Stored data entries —
□ □ □ □ □
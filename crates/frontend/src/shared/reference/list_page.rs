use contracts::domain::common::{ReferenceEntity, ReferenceForm};
use contracts::shared::search::matches_reference;
use contracts::shared::{ErrorMessage, PageMeta};
use leptos::prelude::*;
use leptos::task::spawn_local;

use super::details::ReferenceDetails;
use super::service::ReferenceDataService;
use super::{issue_ticket, still_current, FetchSequence, StatusBadge};
use crate::shared::components::pagination_controls::PaginationControls;
use crate::shared::components::table_checkbox::TableCheckbox;
use crate::shared::i18n::t;
use crate::shared::icons::icon;
use crate::shared::list_utils::{confirm_action, get_sort_indicator, sort_records, toggle_sort, SearchInput, SortField};
use crate::shared::locale::use_locale;
use crate::shared::messages::MessageList;
use crate::shared::page_frame::{page_id, PageFrame, PAGE_CAT_LIST};

/// Paged table for flat reference entities with search, sorting, bulk
/// delete and a create/edit modal.
///
/// Re-fetches whenever the language or the page changes and after every
/// successful save or delete.
#[component]
pub fn ReferenceListPage<E: ReferenceEntity>(service: StoredValue<ReferenceDataService<E>, LocalStorage>) -> impl IntoView {
    let locale = use_locale();
    let lang = move || locale.language.get();

    let items = RwSignal::new(Vec::<E>::new());
    let meta = RwSignal::new(None::<PageMeta>);
    let page = RwSignal::new(1u32);
    let per_page = RwSignal::new(50u32);
    let messages = RwSignal::new(Vec::<ErrorMessage>::new());
    let search = RwSignal::new(String::new());
    let sort = RwSignal::new(None::<(SortField, bool)>);
    let selected = RwSignal::new(Vec::<i64>::new());
    // None: modal closed
    let editing = RwSignal::new(None::<ReferenceForm>);
    let fetches = StoredValue::new(FetchSequence::default());

    let load = move || {
        let Some(ticket) = issue_ticket(fetches) else {
            return;
        };
        let lang = locale.current();
        let page = page.get_untracked();
        let per_page = per_page.get_untracked();
        let service = service.get_value();
        spawn_local(async move {
            let result = service.list_page(lang, page, per_page).await;
            if !still_current(fetches, ticket) {
                log::debug!("dropping stale {} page {}", E::collection_name(), page);
                return;
            }
            match result {
                Ok(result) => {
                    let _ = items.try_set(result.data);
                    let _ = meta.try_set(Some(result.meta));
                    let _ = messages.try_set(Vec::new());
                }
                Err(e) => {
                    let _ = messages.try_set(e.messages());
                }
            }
        });
    };

    Effect::new(move |_| {
        locale.language.track();
        page.track();
        per_page.track();
        load();
    });

    let visible = move || {
        let lang = locale.language.get();
        let query = search.get();
        let mut rows: Vec<E> = items.with(|items| {
            items
                .iter()
                .filter(|item| matches_reference(&query, item.names(), item.code()))
                .cloned()
                .collect()
        });
        if let Some((field, ascending)) = sort.get() {
            sort_records(&mut rows, field, ascending, lang);
        }
        rows
    };

    let toggle_selection = move |id: i64| {
        selected.update(|s| {
            if let Some(pos) = s.iter().position(|x| *x == id) {
                s.remove(pos);
            } else {
                s.push(id);
            }
        });
    };

    let delete_selected = move |_| {
        let ids = selected.get_untracked();
        let lang = locale.current();
        if ids.is_empty() || !confirm_action(t(lang, "confirm_delete")) {
            return;
        }
        let service = service.get_value();
        spawn_local(async move {
            for id in ids {
                if let Err(e) = service.delete(id, lang).await {
                    let _ = messages.try_set(e.messages());
                    break;
                }
            }
            let _ = selected.try_set(Vec::new());
            load();
        });
    };

    let sort_header = move |field: SortField, key: &'static str| {
        view! {
            <th class="table__header-cell" on:click=move |_| sort.update(|s| *s = toggle_sort(*s, field))>
                <span class="table__sortable-header">
                    {move || t(lang(), key)}
                    <span class="table__sort-indicator">{move || get_sort_indicator(sort.get(), field)}</span>
                </span>
            </th>
        }
    };

    view! {
        <PageFrame page_id=page_id(&E::full_name(), PAGE_CAT_LIST) category=PAGE_CAT_LIST>
            <div class="page__header">
                <h2 class="page__title">{icon("database")} {move || E::list_name(lang())}</h2>
                <div class="page__actions">
                    <SearchInput
                        value=search
                        on_change=Callback::new(move |text: String| search.set(text))
                        placeholder=Signal::derive(move || t(lang(), "search").to_string())
                    />
                    <button class="button button--primary" on:click=move |_| editing.set(Some(ReferenceForm::default()))>
                        {icon("plus")} {move || t(lang(), "new")}
                    </button>
                    <button class="button button--secondary" on:click=move |_| load()>
                        {icon("refresh")} {move || t(lang(), "refresh")}
                    </button>
                    <button
                        class="button button--danger"
                        prop:disabled=move || selected.with(Vec::is_empty)
                        on:click=delete_selected
                    >
                        {icon("delete")} {move || t(lang(), "delete")}
                    </button>
                </div>
            </div>

            <MessageList messages=messages />

            <div class="page__content table-container">
                <table class="table__data table--striped">
                    <thead>
                        <tr>
                            <th class="table__header-cell table__header-cell--checkbox"></th>
                            {E::HAS_CODE.then(|| sort_header(SortField::Code, "code"))}
                            {sort_header(SortField::Name, "name")}
                            {sort_header(SortField::Status, "status")}
                            {sort_header(SortField::Created, "created")}
                        </tr>
                    </thead>
                    <tbody>
                        {move || {
                            let rows = visible();
                            if rows.is_empty() {
                                let colspan = if E::HAS_CODE { 5 } else { 4 };
                                return view! {
                                    <tr><td class="table__empty" colspan=colspan>{t(lang(), "no_records")}</td></tr>
                                }.into_any();
                            }
                            let lang = lang();
                            rows.into_iter().map(|item| {
                                let id = item.id();
                                let code = item.code().map(str::to_string);
                                let name = item.names().get(lang).to_string();
                                let other = item.names().exact(lang.other()).to_string();
                                let status = item.status();
                                let created = item.metadata().created_display();
                                let form = item.to_form();
                                view! {
                                    <tr class="table__row" on:click=move |_| editing.set(Some(form.clone()))>
                                        <TableCheckbox
                                            checked=Signal::derive(move || selected.with(|s| s.contains(&id)))
                                            on_change=Callback::new(move |_checked: bool| toggle_selection(id))
                                        />
                                        {E::HAS_CODE.then(|| view! { <td class="cell-code" dir="ltr">{code}</td> })}
                                        <td class="cell-truncate">
                                            {name}
                                            <small class="cell-secondary" dir=lang.other().dir()>{other}</small>
                                        </td>
                                        <td><StatusBadge status=status lang=lang /></td>
                                        <td class="cell-date">{created}</td>
                                    </tr>
                                }
                            }).collect_view().into_any()
                        }}
                    </tbody>
                </table>
            </div>

            <PaginationControls
                meta=meta
                on_page_change=Callback::new(move |p: u32| page.set(p))
                on_page_size_change=Callback::new(move |size: u32| {
                    per_page.set(size);
                    page.set(1);
                })
            />

            {move || editing.get().map(|form| view! {
                <ReferenceDetails
                    service=service
                    form=form
                    on_saved=Callback::new(move |_| {
                        editing.set(None);
                        load();
                    })
                    on_close=Callback::new(move |_| editing.set(None))
                />
            })}
        </PageFrame>
    }
}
□ □ □ □ □
Look through the entries for the string "colspan". Every line that has it belongs in the answer.

                                let colspan = if E::HAS_CODE { 5 } else { 4 };
                                    <tr><td class="table__empty" colspan=colspan>{t(lang(), "no_records")}</td></tr>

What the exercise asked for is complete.